▶ Input
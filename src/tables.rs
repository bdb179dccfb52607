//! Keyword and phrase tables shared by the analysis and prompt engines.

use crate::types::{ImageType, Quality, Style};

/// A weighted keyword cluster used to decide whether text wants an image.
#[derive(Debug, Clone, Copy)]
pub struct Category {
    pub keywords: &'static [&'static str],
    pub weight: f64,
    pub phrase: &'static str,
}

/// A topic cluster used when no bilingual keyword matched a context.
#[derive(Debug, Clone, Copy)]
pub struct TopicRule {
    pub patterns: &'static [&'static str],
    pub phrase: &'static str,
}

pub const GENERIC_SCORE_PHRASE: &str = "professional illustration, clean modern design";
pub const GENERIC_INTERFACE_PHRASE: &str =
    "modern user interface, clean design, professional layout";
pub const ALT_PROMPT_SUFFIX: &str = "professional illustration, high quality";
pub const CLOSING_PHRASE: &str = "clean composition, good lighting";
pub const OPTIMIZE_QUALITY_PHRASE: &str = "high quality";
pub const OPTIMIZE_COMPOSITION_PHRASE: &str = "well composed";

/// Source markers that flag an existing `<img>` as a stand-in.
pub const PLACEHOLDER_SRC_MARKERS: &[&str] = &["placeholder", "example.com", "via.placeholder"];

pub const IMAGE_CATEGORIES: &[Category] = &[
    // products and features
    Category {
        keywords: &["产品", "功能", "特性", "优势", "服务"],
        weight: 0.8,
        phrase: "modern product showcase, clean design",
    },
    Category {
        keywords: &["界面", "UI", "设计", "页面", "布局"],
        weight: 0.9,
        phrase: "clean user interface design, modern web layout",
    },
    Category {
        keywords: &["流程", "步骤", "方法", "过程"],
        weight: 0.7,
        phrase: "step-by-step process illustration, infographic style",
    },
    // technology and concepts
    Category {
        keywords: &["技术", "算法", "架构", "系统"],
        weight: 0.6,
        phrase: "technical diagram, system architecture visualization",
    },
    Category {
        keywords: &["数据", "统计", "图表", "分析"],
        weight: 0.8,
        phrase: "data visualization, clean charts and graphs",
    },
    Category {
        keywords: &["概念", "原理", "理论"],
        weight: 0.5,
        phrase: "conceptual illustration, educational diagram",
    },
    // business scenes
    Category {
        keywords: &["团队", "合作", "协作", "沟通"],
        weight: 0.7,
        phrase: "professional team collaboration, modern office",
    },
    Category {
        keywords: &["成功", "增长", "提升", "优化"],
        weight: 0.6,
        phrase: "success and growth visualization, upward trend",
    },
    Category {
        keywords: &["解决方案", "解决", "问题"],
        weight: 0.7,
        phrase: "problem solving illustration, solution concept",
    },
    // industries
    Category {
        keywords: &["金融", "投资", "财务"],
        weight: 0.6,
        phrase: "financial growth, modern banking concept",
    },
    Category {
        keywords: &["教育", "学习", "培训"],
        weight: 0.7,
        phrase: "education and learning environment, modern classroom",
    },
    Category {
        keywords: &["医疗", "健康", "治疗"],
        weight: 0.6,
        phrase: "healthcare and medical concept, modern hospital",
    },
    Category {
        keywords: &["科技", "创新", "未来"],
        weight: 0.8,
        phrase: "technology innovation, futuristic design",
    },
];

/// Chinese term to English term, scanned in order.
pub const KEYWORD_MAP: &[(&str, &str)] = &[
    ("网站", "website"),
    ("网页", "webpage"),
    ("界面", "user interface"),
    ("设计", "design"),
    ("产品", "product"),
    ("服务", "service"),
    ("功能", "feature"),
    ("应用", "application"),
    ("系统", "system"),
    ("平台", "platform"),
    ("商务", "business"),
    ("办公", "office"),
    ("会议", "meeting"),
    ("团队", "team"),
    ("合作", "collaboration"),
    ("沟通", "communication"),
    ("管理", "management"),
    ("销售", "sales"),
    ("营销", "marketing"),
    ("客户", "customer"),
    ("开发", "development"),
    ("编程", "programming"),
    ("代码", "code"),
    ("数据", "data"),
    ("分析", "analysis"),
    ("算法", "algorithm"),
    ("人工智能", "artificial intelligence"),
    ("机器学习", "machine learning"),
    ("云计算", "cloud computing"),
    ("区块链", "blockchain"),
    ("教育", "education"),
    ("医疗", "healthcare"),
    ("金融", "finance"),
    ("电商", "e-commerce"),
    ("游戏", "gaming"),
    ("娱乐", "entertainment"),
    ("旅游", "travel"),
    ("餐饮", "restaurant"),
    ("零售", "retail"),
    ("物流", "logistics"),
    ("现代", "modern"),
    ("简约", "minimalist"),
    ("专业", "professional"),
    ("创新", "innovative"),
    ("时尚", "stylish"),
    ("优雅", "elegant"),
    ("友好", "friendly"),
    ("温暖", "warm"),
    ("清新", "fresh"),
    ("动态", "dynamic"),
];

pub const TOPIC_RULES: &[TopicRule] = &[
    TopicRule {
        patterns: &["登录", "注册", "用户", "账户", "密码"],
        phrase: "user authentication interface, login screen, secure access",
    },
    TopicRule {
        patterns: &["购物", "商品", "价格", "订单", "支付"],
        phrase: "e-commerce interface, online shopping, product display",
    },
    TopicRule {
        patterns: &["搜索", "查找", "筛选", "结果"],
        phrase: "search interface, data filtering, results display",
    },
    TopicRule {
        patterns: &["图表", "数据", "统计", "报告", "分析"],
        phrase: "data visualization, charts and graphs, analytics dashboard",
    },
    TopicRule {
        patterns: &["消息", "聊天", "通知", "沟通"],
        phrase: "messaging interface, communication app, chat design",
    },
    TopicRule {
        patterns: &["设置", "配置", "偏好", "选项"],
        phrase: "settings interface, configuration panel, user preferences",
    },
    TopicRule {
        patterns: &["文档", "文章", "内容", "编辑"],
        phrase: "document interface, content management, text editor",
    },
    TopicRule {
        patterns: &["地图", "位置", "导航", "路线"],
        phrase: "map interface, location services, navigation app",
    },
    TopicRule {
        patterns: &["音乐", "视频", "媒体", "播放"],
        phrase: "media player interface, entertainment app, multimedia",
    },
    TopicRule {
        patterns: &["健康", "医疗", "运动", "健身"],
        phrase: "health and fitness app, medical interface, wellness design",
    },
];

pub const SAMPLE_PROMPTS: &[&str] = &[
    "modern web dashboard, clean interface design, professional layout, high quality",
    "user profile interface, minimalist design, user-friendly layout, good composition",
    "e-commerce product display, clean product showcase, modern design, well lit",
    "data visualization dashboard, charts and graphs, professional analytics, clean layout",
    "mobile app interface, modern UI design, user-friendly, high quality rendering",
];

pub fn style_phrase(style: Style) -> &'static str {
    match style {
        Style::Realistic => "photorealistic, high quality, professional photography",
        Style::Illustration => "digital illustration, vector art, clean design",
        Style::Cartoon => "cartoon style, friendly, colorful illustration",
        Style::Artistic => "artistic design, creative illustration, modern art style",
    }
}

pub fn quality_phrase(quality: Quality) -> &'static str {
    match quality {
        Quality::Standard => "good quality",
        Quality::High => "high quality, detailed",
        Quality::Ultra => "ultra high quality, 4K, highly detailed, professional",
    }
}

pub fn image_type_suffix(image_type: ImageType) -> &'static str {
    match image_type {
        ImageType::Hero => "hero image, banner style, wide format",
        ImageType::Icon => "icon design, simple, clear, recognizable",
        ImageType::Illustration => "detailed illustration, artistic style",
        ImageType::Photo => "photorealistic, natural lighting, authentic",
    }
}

▶ How to complete this task
Sift through the entries and copy every line with "office".

▶ Response for this exercise
        phrase: "professional team collaboration, modern office",
    ("办公", "office"),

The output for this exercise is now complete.